Les dernières recommandations de la HAS datant de 2003, quant à elles, ne permettent pas de diagnostiquer l'HBP et l'hyperactivité vésicale dans ce nouveau paradigme. De leur côté, les recommandations de l'EAU, mises à jour en février 2012, suggèrent, en plus de l'interrogatoire du patient sur ses symptômes et sa qualité de vie, puis de l'examen physique (TR), de pratiquer des analyses d'urine et de sang (dont PSA), une échographie de la prostate, des reins et de la vessie, une urodébitmétrie et une mesure du volume résiduel post-miction.
Traitements : les nouveautés
L'autre point qui agite la communauté des urologues est celui des nouveaux traitements de l’hyperactivité vésicale comme de l’HBP.
Dans la prise en charge de l'hyperactivité vésicale, tout d’abord, si les antimuscariniques se sont affirmés, d'autres commencent aussi à faire leurs preuves.
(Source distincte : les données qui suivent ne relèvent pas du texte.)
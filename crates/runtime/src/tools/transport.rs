//! The boundary to tool-execution backends.
//!
//! Transport details are opaque to the rest of the runtime: a backend is
//! anything that can execute a named tool against a JSON argument object
//! and return a payload or a structured error.

use async_trait::async_trait;
use serde::{Deserialize, Serialize};
use serde_json::Value;
use thiserror::Error;
use tracing::debug;

/// Errors crossing the transport boundary.
#[derive(Debug, Error)]
pub enum TransportError {
    /// The backend could not be reached at all.
    #[error("backend unreachable: {0}")]
    Unreachable(String),

    /// The backend answered with a failure; its message is preserved.
    #[error("{0}")]
    Backend(String),
}

/// One tool-execution backend.
#[async_trait]
pub trait ToolTransport: Send + Sync {
    /// Backend name as referenced by tool declarations.
    fn name(&self) -> &str;

    /// Execute `tool` with the given argument object.
    async fn call(&self, tool: &str, arguments: &Value) -> Result<Value, TransportError>;
}

#[derive(Debug, Serialize)]
struct InvokeRequest<'a> {
    tool: &'a str,
    arguments: &'a Value,
}

#[derive(Debug, Deserialize)]
struct InvokeResponse {
    #[serde(default)]
    output: Option<Value>,
    #[serde(default)]
    error: Option<String>,
}

/// HTTP tool server: `POST {base}/invoke` with `{"tool", "arguments"}`,
/// answering `{"output": ...}` or `{"error": "..."}`.
pub struct HttpToolServer {
    name: String,
    base_url: String,
    client: reqwest::Client,
}

impl HttpToolServer {
    pub fn new(name: impl Into<String>, base_url: impl Into<String>) -> Self {
        Self {
            name: name.into(),
            base_url: base_url.into().trim_end_matches('/').to_string(),
            client: reqwest::Client::new(),
        }
    }
}

#[async_trait]
impl ToolTransport for HttpToolServer {
    fn name(&self) -> &str {
        &self.name
    }

    async fn call(&self, tool: &str, arguments: &Value) -> Result<Value, TransportError> {
        let url = format!("{}/invoke", self.base_url);
        debug!(backend = %self.name, %tool, "invoking tool backend");

        let response = self
            .client
            .post(&url)
            .json(&InvokeRequest { tool, arguments })
            .send()
            .await
            .map_err(|e| TransportError::Unreachable(e.to_string()))?;

        let status = response.status();
        if !status.is_success() {
            let body = response.text().await.unwrap_or_default();
            return Err(TransportError::Backend(format!("{status}: {body}")));
        }

        let body: InvokeResponse = response
            .json()
            .await
            .map_err(|e| TransportError::Backend(format!("malformed backend response: {e}")))?;

        if let Some(message) = body.error {
            return Err(TransportError::Backend(message));
        }
        Ok(body.output.unwrap_or(Value::Null))
    }
}
//! The conversation orchestrator: drive the model, dispatch tools, loop.

use crate::convo::{Conversation, Turn};
use crate::dispatch::{DispatchOptions, dispatch};
use crate::model::ModelBackend;
use crate::tools::ToolClient;
use crate::translate;
use crate::{Error, Result};
use futures::StreamExt;
use registry::Registry;
use std::sync::Arc;
use std::time::Duration;
use tokio::sync::mpsc;
use tracing::{debug, info, warn};
use wire::{
    ChatCompletion, ChatCompletionChunk, ChatCompletionRequest, DeltaAssembler, Usage,
    completion_id,
};

/// Per-request limits.
#[derive(Debug, Clone, Copy)]
pub struct Limits {
    /// Maximum model→dispatch cycles before the request is aborted.
    pub round_limit: u32,
    pub per_call_timeout: Duration,
    pub max_concurrency: usize,
    /// Oldest turns beyond this count are dropped from the inbound history.
    pub max_history_turns: usize,
}

impl Default for Limits {
    fn default() -> Self {
        Self {
            round_limit: 8,
            per_call_timeout: Duration::from_secs(30),
            max_concurrency: 8,
            max_history_turns: 256,
        }
    }
}

/// Drives one request's multi-round loop.
///
/// Each round sends the conversation plus advertised tools to the model.
/// A tool-free answer terminates the request; otherwise the batch of tool
/// calls is dispatched, the results are appended as tool turns in request
/// order, and the model is re-entered. Per-call failures are folded into
/// tool-result content the model can react to; only model failures and the
/// round limit abort the request.
pub struct Orchestrator {
    backend: Arc<dyn ModelBackend>,
    registry: Arc<Registry>,
    client: ToolClient,
    limits: Limits,
}

impl Orchestrator {
    pub fn new(
        backend: Arc<dyn ModelBackend>,
        registry: Arc<Registry>,
        client: ToolClient,
        limits: Limits,
    ) -> Self {
        Self {
            backend,
            registry,
            client,
            limits,
        }
    }

    pub fn registry(&self) -> &Registry {
        &self.registry
    }

    fn dispatch_options(&self) -> DispatchOptions {
        DispatchOptions {
            per_call_timeout: self.limits.per_call_timeout,
            max_concurrency: self.limits.max_concurrency,
        }
    }

    /// Build the upstream request for the current conversation state.
    fn upstream_request(
        &self,
        inbound: &ChatCompletionRequest,
        conversation: &Conversation,
        stream: bool,
    ) -> ChatCompletionRequest {
        let tools = translate::advertised_tools(&self.registry.list(), inbound.tools.as_deref());
        ChatCompletionRequest {
            model: inbound.model.clone(),
            messages: translate::wire_from_conversation(conversation),
            stream,
            tools: if tools.is_empty() { None } else { Some(tools) },
            tool_choice: inbound.tool_choice.clone(),
            temperature: inbound.temperature,
            top_p: inbound.top_p,
            max_completion_tokens: inbound.max_completion_tokens,
            user: inbound.user.clone(),
            extra: inbound.extra.clone(),
        }
    }

    /// Append the assistant turn, dispatch its calls, append the results.
    ///
    /// Results are appended in the same order as the originating requests
    /// regardless of completion order.
    async fn run_batch(&self, conversation: &mut Conversation, turn: Turn) -> Result<()> {
        let calls = turn.tool_calls().to_vec();
        conversation.push(turn)?;

        let results = dispatch(&self.client, &self.registry, &calls, self.dispatch_options()).await;
        for result in &results {
            if result.is_failure() {
                debug!(call_id = %result.call_id, "tool call failed: {}", result.content_for_model());
            }
            conversation.push(Turn::tool_result(
                result.call_id.clone(),
                result.content_for_model(),
            ))?;
        }
        Ok(())
    }

    /// Rebuild the conversation from the inbound request: cap the history
    /// and answer any tool calls the trailing assistant turn left open.
    ///
    /// A client may resend a history that ends mid-batch (assistant tool
    /// calls without results). Upstreams reject such message lists, so the
    /// open calls are dispatched and answered here, before the first round.
    async fn ingest(&self, inbound: &ChatCompletionRequest) -> Result<Conversation> {
        let mut conversation = translate::conversation_from_wire(&inbound.messages)?;
        conversation.truncate_to(self.limits.max_history_turns);

        let pending = conversation.pending_calls();
        if !pending.is_empty() {
            debug!(calls = pending.len(), "settling tool calls left open by the inbound history");
            let results =
                dispatch(&self.client, &self.registry, &pending, self.dispatch_options()).await;
            for result in &results {
                conversation.push(Turn::tool_result(
                    result.call_id.clone(),
                    result.content_for_model(),
                ))?;
            }
        }
        Ok(conversation)
    }

    /// Run a request to completion, returning the final wire completion.
    pub async fn run(&self, inbound: &ChatCompletionRequest) -> Result<ChatCompletion> {
        let mut conversation = self.ingest(inbound).await?;
        let mut usage = Usage::default();
        let mut rounds = 0u32;

        loop {
            let request = self.upstream_request(inbound, &conversation, false);
            let response = self.backend.complete(&request).await?;
            usage.absorb(response.usage);

            if response.turn.tool_calls().is_empty() {
                info!(rounds, "conversation complete");
                let finish = response
                    .finish_reason
                    .unwrap_or_else(|| "stop".to_string());
                return Ok(translate::render_completion(
                    &inbound.model,
                    &response.turn,
                    &finish,
                    usage,
                ));
            }

            if rounds == self.limits.round_limit {
                warn!(limit = self.limits.round_limit, "tool round limit exceeded");
                return Err(Error::RoundLimitExceeded {
                    limit: self.limits.round_limit,
                });
            }
            rounds += 1;
            debug!(round = rounds, calls = response.turn.tool_calls().len(), "model requested tools");
            self.run_batch(&mut conversation, response.turn).await?;
        }
    }

    /// Run a request in streaming mode.
    ///
    /// Content tokens are forwarded through `sender` as they arrive;
    /// tool-call deltas are buffered and never surface to the client. If
    /// the receiver is dropped (client disconnect) no new round is started
    /// and the request ends with [`Error::Canceled`]; the current batch is
    /// allowed to drain and its results are discarded.
    pub async fn run_streaming(
        &self,
        inbound: &ChatCompletionRequest,
        sender: &mpsc::Sender<ChatCompletionChunk>,
    ) -> Result<()> {
        let mut conversation = self.ingest(inbound).await?;
        let id = completion_id();
        let model = inbound.model.clone();
        let mut usage = Usage::default();
        let mut rounds = 0u32;

        emit(sender, ChatCompletionChunk::role(&id, &model)).await?;

        loop {
            if sender.is_closed() {
                return Err(Error::Canceled);
            }

            let request = self.upstream_request(inbound, &conversation, true);
            let mut chunks = self.backend.stream(&request).await?;
            let mut assembler = DeltaAssembler::new();
            let mut forwarded = 0usize;

            while let Some(item) = chunks.next().await {
                let chunk = item?;
                if let Some(u) = chunk.usage {
                    usage.absorb(u);
                }
                if let Some(token) = assembler.absorb(&chunk) {
                    forwarded += token.len();
                    emit(sender, ChatCompletionChunk::content(&id, &model, token)).await?;
                }
            }
            let message = assembler.finish();
            if message.degraded {
                warn!("malformed tool-call payload degraded to content");
            }

            // Anything appended at finalization (malformed tool-call
            // payloads degraded to content) has not been forwarded yet.
            if message.content.len() > forwarded {
                let tail = message.content[forwarded..].to_string();
                emit(sender, ChatCompletionChunk::content(&id, &model, tail)).await?;
            }

            if !message.has_tool_calls() {
                info!(rounds, "streaming conversation complete");
                let finish = message
                    .finish_reason
                    .filter(|reason| reason != "tool_calls")
                    .unwrap_or_else(|| "stop".to_string());
                emit(
                    sender,
                    ChatCompletionChunk::finish(&id, &model, finish, Some(usage)),
                )
                .await?;
                return Ok(());
            }

            if rounds == self.limits.round_limit {
                warn!(limit = self.limits.round_limit, "tool round limit exceeded");
                return Err(Error::RoundLimitExceeded {
                    limit: self.limits.round_limit,
                });
            }
            rounds += 1;
            debug!(round = rounds, calls = message.tool_calls.len(), "model requested tools");
            let turn = translate::turn_from_assembled(&message);
            self.run_batch(&mut conversation, turn).await?;
        }
    }
}

async fn emit(
    sender: &mpsc::Sender<ChatCompletionChunk>,
    chunk: ChatCompletionChunk,
) -> Result<()> {
    sender.send(chunk).await.map_err(|_| Error::Canceled)
}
Les injections de toxine botulique, par exemple, qui sont pour l'instant approuvées uniquement en cas d'hyperactivité du detrusor d'origine neurogène, apportent aussi des résultats préliminaires encourageants dans l’hyperactivité vésicale en général. Comme l'a indiqué le Pr Francisco Cruz, de la faculté de médecine de Porto au Portugal, « l'injection de toxine botulique permet de faire diminuer la fréquence des épisodes d’incontinence. Son effet est dose-dépendant, mais attention : les effets secondaires (rétention urinaire et nécessité d'auto-sondage) sont aussi plus nombreux aux doses plus élevées. Elle est efficace chez les patients réfractaires aux anticholinergiques à cause des effets secondaires de ceux-ci. En revanche, chez les patients qui ne répondent pas ou mal aux anticholineriques, l’efficacité de la toxine botulique est moindre. »
Une autre alternative aux antimuscariniques est celle des agonistes des bêta- adrénorécepteurs, en particulier le mirabegron, qui entre dans son dernier stade de développement. « Les résultats d'une étude de phase III menée en Europe et en Australie ont montré de meilleurs résultats (en terme de nombre d'épisodes d'incontinence) du mirabegron par rapport à la toltérodine, un antimuscarinique » a rapporté le Pr Christopher Chapple, du Royal Hallamshire Hospital à Sheffield, au Royaume-Uni. Les effets secondaires les plus fréquents du mirabegron sont la constipation et la sécheresse buccale.
Côté HBP, les traitements approuvés en France sont la phytothérapie, les alpha-bloquants et les inhibiteurs de la 5 alpha réductase, chacun utilisés en monothérapie. Toutefois, la combinaison de ces deux dernières classes commence à faire ses preuves dans l'HBP, ainsi que l'indique l'étude combat. Par ailleurs, de nouveaux alpha bloquants émergent aussi. L'actualité se tourne surtout vers l'usage des IPDE5. « C'est le tadalafil en prise quotidienne de 5mg qui sort du lot, avec une amélioration de certains symptômes (le score global de l'IPSS diminue de façon significative de 2,8 points par rapport au placebo), de la qualité de vie, mais avec un faible impact sur le débit urinaire (Qmax), précise le Pr de la Taille. Il devrait obtenir son AMM fin 2012 en Europe dans cette indication. » Côté chirurgie, « on a aujourd'hui le choix entre la résection de la prostate, et l'adénectomie par voie haute quand la prostate est de trop grande taille, et on envisage aujourd'hui l'énucléation par endoscopie, même pour une grosse prostate » poursuit le spécialiste.